This announcement is for information purposes only and is not intended to and does not constitute, or form any part of, an offer to sell or subscribe for or any invitation or the solicitation of an offer to purchase or subscribe for any securities or the solicitation of any vote or approval in any jurisdiction pursuant to the Acquisition or otherwise. The Acquisition is being made solely through and on the terms set out in the Scheme Document, which contains the full terms and conditions of the Acquisition.

NMR Shareholders are encouraged to read the formal documentation published in connection with the Acquisition carefully because it contains important information in relation to the Acquisition.

The statements contained in this announcement are made as at the date of this announcement, unless some other time is specified in relation to them, and service of this announcement shall not give rise to any implication that there has been no change in the facts set forth in this announcement since such date.

Overseas shareholders

The release, publication or distribution of this announcement in jurisdictions other than the United Kingdom may be restricted by law and therefore any persons who are subject to the laws of any jurisdiction other than the United Kingdom should inform themselves about, and observe any applicable legal or regulatory requirements.  Any failure to comply with the applicable restrictions may constitute a violation of the securities laws of any such jurisdiction.
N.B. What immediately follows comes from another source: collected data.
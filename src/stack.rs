//! The operand stack

use crate::value::Value;

/// LIFO working stack. Only the top is reachable; depth is bounded by memory.
#[derive(Debug, Clone, Default)]
pub struct OperandStack {
    items: Vec<Value>,
}

impl OperandStack {
    pub fn new() -> Self {
        Self::default()
    }

    pub fn push(&mut self, value: Value) {
        self.items.push(value);
    }

    /// Remove the top value; `None` on an empty stack
    pub fn pop(&mut self) -> Option<Value> {
        self.items.pop()
    }

    pub fn peek(&self) -> Option<&Value> {
        self.items.last()
    }

    pub fn count(&self) -> usize {
        self.items.len()
    }

    pub fn is_empty(&self) -> bool {
        self.items.is_empty()
    }

    pub fn clear(&mut self) {
        self.items.clear();
    }

    /// Bottom-to-top view, for display and inspection
    pub fn as_slice(&self) -> &[Value] {
        &self.items
    }
}
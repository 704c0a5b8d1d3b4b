use super::{EvalError, Interpreter};
use crate::display::{format_repr, format_value};
use std::io::Write;

impl Interpreter {
    /// Write a string's characters, no newline
    /// Usage: (hello) print
    pub(crate) fn op_print(&mut self) -> Result<(), EvalError> {
        self.require(1, "print")?;
        let s = self.pop_string("print")?;
        self.out.write_all(s.as_bytes())?;
        self.out.flush()?;
        Ok(())
    }

    /// `=`: display form and a newline
    pub(crate) fn op_print_value(&mut self) -> Result<(), EvalError> {
        self.require(1, "=")?;
        let val = self.pop_any("=")?;
        writeln!(self.out, "{}", format_value(&val))?;
        self.out.flush()?;
        Ok(())
    }

    /// `==`: strings parenthesized, everything else as `=`
    pub(crate) fn op_print_repr(&mut self) -> Result<(), EvalError> {
        self.require(1, "==")?;
        let val = self.pop_any("==")?;
        writeln!(self.out, "{}", format_repr(&val))?;
        self.out.flush()?;
        Ok(())
    }
}
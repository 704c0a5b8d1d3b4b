use super::{EvalError, Interpreter};
use crate::value::Value;

impl Interpreter {
    /// Duplicate the top value; does nothing on an empty stack
    pub(crate) fn op_dup(&mut self) -> Result<(), EvalError> {
        if let Some(top) = self.stack.peek().cloned() {
            self.stack.push(top);
        }
        Ok(())
    }

    /// Discard the top value; does nothing on an empty stack
    pub(crate) fn op_pop(&mut self) -> Result<(), EvalError> {
        self.stack.pop();
        Ok(())
    }

    /// Swap the top two values; does nothing with fewer than two
    /// Usage: 1 2 exch -> 2 1
    pub(crate) fn op_exch(&mut self) -> Result<(), EvalError> {
        if self.stack.count() < 2 {
            return Ok(());
        }
        let b = self.pop_any("exch")?;
        let a = self.pop_any("exch")?;
        self.stack.push(b);
        self.stack.push(a);
        Ok(())
    }

    pub(crate) fn op_clear(&mut self) -> Result<(), EvalError> {
        self.stack.clear();
        Ok(())
    }

    /// Push the number of values below the pushed count
    pub(crate) fn op_count(&mut self) -> Result<(), EvalError> {
        let depth = self.stack.count() as i64;
        self.stack.push(Value::Int(depth));
        Ok(())
    }
}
To the fullest extent permitted by applicable law, the companies and persons involved in the Acquisition disclaim any responsibility or liability for the violation of such restrictions by any person. This announcement has been prepared for the purposes of complying with English law and the Code and the information disclosed may not be the same as that which would have been disclosed if this announcement had been prepared in accordance with the laws of jurisdictions outside the United Kingdom. This announcement does not constitute a prospectus or prospectus equivalent document.

Copies of this announcement and any formal documentation relating to the Acquisition are not being, and must not be, directly or indirectly, mailed or otherwise forwarded, distributed or sent in or into or from any Restricted Jurisdiction and persons receiving such documents (including custodians, nominees and trustees) must not mail or otherwise forward, distribute or send it in or into or from any Restricted Jurisdiction.

The Acquisition relates to securities in a non-US company registered in England and Wales trading on the AQSE Growth Market, and is subject to the disclosure requirements, rules and practices applicable to companies trading in the United Kingdom, which differ from those of the United States in certain material respects. This document has been prepared in accordance with UK style and practice for the purpose of complying with the laws of England and Wales, the Code and the Aquis Rules. US shareholders should read this entire document. Accordingly, the Acquisition will be subject to disclosure and other procedural requirements that are different from those applicable under US domestic tender offer procedures. US shareholders should note that NMR is not listed on an American securities exchange, subject to the periodic reporting requirements of the US Exchange Act or required to, and does not, file any reports with the SEC thereunder.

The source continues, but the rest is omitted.